'''

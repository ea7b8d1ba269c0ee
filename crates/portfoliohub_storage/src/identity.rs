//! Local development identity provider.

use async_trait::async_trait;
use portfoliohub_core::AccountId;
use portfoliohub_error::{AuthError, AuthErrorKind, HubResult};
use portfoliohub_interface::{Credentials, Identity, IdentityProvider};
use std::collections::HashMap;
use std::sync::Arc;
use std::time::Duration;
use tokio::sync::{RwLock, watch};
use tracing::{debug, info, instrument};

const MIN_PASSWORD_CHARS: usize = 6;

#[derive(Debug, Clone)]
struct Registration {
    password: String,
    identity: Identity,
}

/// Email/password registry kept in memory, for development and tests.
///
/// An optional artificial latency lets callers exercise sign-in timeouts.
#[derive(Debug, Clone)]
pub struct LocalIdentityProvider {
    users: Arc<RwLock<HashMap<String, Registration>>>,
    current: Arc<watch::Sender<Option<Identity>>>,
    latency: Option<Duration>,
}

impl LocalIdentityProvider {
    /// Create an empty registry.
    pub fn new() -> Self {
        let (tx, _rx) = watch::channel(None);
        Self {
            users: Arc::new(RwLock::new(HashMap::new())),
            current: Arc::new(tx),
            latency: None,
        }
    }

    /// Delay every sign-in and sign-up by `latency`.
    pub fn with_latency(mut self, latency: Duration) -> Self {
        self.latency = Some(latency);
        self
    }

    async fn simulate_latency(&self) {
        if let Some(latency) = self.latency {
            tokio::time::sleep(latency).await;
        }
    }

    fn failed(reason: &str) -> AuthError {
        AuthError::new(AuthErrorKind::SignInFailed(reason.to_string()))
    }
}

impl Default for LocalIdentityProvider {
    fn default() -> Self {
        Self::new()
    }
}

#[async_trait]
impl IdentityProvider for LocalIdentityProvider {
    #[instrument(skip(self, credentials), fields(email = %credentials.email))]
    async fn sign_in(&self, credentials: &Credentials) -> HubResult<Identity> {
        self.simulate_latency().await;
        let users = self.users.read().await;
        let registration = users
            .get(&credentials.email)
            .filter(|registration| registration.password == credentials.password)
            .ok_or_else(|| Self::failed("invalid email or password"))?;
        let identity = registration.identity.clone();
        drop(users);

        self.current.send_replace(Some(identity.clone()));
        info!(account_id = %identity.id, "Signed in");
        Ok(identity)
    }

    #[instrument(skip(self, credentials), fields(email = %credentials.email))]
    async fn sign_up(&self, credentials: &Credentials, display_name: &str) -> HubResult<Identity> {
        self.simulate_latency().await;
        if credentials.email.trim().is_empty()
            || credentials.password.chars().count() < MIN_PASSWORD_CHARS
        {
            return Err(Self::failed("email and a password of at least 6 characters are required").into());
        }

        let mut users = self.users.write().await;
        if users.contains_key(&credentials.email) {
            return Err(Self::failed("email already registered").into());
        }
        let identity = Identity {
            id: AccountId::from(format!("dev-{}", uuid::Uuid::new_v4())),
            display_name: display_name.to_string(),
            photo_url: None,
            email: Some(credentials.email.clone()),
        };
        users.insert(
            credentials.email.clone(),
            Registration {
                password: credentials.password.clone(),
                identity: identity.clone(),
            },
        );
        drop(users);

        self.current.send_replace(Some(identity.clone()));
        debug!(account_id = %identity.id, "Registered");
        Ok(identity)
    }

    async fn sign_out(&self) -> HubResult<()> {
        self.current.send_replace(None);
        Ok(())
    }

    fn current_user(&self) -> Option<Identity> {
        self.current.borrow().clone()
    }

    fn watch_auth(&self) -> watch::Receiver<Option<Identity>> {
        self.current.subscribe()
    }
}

'''
'''

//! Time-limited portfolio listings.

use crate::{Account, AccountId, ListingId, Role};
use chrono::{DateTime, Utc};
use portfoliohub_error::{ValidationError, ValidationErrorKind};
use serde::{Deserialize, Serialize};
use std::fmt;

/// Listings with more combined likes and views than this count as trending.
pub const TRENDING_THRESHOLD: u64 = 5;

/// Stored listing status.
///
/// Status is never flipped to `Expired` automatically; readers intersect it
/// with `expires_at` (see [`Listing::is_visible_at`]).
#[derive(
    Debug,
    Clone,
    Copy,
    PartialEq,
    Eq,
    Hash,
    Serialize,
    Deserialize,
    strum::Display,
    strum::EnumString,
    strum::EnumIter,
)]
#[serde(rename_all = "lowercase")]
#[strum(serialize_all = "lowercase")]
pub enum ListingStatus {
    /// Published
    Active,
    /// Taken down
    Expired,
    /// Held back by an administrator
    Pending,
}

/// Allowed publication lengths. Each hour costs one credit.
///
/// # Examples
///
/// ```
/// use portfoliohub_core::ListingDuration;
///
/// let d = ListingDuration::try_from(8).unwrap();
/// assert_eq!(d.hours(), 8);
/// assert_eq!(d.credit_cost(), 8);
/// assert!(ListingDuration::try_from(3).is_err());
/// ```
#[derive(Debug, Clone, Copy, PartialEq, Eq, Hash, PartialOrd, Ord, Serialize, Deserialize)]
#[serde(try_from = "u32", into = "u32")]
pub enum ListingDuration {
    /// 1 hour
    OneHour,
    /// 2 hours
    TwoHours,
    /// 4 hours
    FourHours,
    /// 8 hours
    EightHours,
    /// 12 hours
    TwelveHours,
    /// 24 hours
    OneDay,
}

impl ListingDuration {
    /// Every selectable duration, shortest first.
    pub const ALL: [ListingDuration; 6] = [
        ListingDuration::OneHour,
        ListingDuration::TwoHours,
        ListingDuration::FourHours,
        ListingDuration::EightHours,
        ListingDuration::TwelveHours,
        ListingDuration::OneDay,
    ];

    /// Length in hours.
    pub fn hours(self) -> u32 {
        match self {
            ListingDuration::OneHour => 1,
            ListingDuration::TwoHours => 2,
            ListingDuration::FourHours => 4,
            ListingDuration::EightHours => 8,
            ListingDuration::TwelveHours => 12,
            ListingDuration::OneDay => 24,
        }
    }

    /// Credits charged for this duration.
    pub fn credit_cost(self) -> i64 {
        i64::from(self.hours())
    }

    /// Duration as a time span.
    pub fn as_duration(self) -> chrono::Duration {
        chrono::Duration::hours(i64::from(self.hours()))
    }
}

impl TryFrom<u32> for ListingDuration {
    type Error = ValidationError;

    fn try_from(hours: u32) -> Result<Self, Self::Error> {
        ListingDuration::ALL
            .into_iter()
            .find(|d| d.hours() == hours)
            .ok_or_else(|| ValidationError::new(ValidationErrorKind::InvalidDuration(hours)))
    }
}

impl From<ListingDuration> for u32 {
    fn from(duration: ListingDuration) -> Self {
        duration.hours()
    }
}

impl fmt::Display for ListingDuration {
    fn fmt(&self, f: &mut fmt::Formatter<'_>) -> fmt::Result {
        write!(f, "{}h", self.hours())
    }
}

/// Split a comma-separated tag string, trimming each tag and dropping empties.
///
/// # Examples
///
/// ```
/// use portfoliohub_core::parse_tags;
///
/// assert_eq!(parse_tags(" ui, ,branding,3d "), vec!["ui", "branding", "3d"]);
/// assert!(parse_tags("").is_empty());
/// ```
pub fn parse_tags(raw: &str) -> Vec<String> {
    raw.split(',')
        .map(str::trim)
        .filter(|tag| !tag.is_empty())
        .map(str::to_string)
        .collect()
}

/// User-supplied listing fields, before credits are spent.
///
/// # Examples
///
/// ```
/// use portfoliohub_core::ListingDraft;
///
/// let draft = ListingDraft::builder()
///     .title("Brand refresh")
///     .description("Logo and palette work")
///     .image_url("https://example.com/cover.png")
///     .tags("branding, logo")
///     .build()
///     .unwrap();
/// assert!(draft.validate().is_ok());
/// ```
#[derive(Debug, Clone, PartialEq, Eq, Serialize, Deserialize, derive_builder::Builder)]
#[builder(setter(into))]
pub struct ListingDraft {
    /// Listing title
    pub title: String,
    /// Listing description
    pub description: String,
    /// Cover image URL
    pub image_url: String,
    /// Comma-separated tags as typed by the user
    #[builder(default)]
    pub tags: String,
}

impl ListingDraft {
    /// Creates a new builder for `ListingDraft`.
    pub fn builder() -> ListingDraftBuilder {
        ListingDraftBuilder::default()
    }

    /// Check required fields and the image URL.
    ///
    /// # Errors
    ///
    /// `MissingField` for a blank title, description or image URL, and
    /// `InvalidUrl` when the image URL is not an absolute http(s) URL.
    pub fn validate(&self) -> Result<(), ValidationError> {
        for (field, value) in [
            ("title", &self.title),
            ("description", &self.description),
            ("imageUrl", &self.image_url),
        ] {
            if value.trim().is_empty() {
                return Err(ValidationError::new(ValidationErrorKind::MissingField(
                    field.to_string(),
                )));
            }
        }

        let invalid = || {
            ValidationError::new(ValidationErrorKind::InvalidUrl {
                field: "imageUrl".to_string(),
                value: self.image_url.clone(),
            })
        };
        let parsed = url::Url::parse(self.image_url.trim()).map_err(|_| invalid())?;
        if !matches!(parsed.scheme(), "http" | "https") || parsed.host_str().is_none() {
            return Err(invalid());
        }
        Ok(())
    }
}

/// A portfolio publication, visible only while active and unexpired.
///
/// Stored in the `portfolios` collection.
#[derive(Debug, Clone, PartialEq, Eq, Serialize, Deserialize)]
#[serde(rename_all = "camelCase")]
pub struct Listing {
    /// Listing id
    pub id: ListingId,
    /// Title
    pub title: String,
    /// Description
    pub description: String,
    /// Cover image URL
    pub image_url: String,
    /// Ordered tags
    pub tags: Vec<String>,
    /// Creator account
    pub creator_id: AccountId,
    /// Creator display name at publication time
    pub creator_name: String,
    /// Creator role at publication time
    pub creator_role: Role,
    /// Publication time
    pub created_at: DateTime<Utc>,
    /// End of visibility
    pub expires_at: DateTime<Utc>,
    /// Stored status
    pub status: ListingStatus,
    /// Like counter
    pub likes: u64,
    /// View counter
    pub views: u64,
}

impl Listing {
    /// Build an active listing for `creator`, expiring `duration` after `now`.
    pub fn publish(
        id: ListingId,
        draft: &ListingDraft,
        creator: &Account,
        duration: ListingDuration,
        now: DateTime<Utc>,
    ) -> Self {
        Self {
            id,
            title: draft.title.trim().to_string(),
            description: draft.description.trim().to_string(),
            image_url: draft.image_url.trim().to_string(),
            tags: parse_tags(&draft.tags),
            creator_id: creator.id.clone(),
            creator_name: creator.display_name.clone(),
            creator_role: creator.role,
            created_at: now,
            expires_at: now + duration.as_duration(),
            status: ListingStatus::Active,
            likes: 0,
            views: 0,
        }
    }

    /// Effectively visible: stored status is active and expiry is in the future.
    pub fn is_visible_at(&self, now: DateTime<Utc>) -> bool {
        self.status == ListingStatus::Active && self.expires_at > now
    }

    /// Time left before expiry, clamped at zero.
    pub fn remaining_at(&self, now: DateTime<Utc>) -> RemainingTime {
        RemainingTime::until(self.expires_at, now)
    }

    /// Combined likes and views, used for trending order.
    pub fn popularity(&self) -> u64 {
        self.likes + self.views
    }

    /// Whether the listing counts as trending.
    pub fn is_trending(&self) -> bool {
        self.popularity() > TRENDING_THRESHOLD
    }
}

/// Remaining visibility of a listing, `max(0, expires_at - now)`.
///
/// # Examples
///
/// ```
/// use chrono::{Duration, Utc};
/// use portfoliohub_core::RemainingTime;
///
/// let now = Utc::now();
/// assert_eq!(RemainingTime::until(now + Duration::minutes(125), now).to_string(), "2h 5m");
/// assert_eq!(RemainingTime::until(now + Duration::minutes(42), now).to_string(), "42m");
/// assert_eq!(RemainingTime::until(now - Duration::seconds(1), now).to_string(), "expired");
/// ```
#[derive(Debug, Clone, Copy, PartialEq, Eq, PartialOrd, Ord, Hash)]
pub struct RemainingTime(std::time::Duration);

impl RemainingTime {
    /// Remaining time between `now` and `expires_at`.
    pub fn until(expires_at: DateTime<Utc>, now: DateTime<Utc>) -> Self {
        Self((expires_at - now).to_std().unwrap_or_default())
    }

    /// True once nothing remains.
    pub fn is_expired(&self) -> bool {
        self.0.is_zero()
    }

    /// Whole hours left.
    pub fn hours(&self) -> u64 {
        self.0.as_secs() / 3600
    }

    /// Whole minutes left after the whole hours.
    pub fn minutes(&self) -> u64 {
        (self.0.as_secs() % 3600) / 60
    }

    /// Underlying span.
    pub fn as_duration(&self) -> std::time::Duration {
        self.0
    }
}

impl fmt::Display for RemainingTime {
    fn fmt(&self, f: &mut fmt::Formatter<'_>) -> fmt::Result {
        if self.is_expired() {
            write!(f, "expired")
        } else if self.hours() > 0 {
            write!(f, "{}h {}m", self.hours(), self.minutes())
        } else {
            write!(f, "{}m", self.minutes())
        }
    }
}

'''

## [Problem description]
With the line holding "self.latency = Some(latency);" as the first and the line holding "let mut users" as the last, please transcribe exactly the lines of the material above in that range and nothing else.

## [Answer space]
        self.latency = Some(latency);
        self
    }

    async fn simulate_latency(&self) {
        if let Some(latency) = self.latency {
            tokio::time::sleep(latency).await;
        }
    }

    fn failed(reason: &str) -> AuthError {
        AuthError::new(AuthErrorKind::SignInFailed(reason.to_string()))
    }
}

impl Default for LocalIdentityProvider {
    fn default() -> Self {
        Self::new()
    }
}

#[async_trait]
impl IdentityProvider for LocalIdentityProvider {
    #[instrument(skip(self, credentials), fields(email = %credentials.email))]
    async fn sign_in(&self, credentials: &Credentials) -> HubResult<Identity> {
        self.simulate_latency().await;
        let users = self.users.read().await;
        let registration = users
            .get(&credentials.email)
            .filter(|registration| registration.password == credentials.password)
            .ok_or_else(|| Self::failed("invalid email or password"))?;
        let identity = registration.identity.clone();
        drop(users);

        self.current.send_replace(Some(identity.clone()));
        info!(account_id = %identity.id, "Signed in");
        Ok(identity)
    }

    #[instrument(skip(self, credentials), fields(email = %credentials.email))]
    async fn sign_up(&self, credentials: &Credentials, display_name: &str) -> HubResult<Identity> {
        self.simulate_latency().await;
        if credentials.email.trim().is_empty()
            || credentials.password.chars().count() < MIN_PASSWORD_CHARS
        {
            return Err(Self::failed("email and a password of at least 6 characters are required").into());
        }

        let mut users = self.users.write().await;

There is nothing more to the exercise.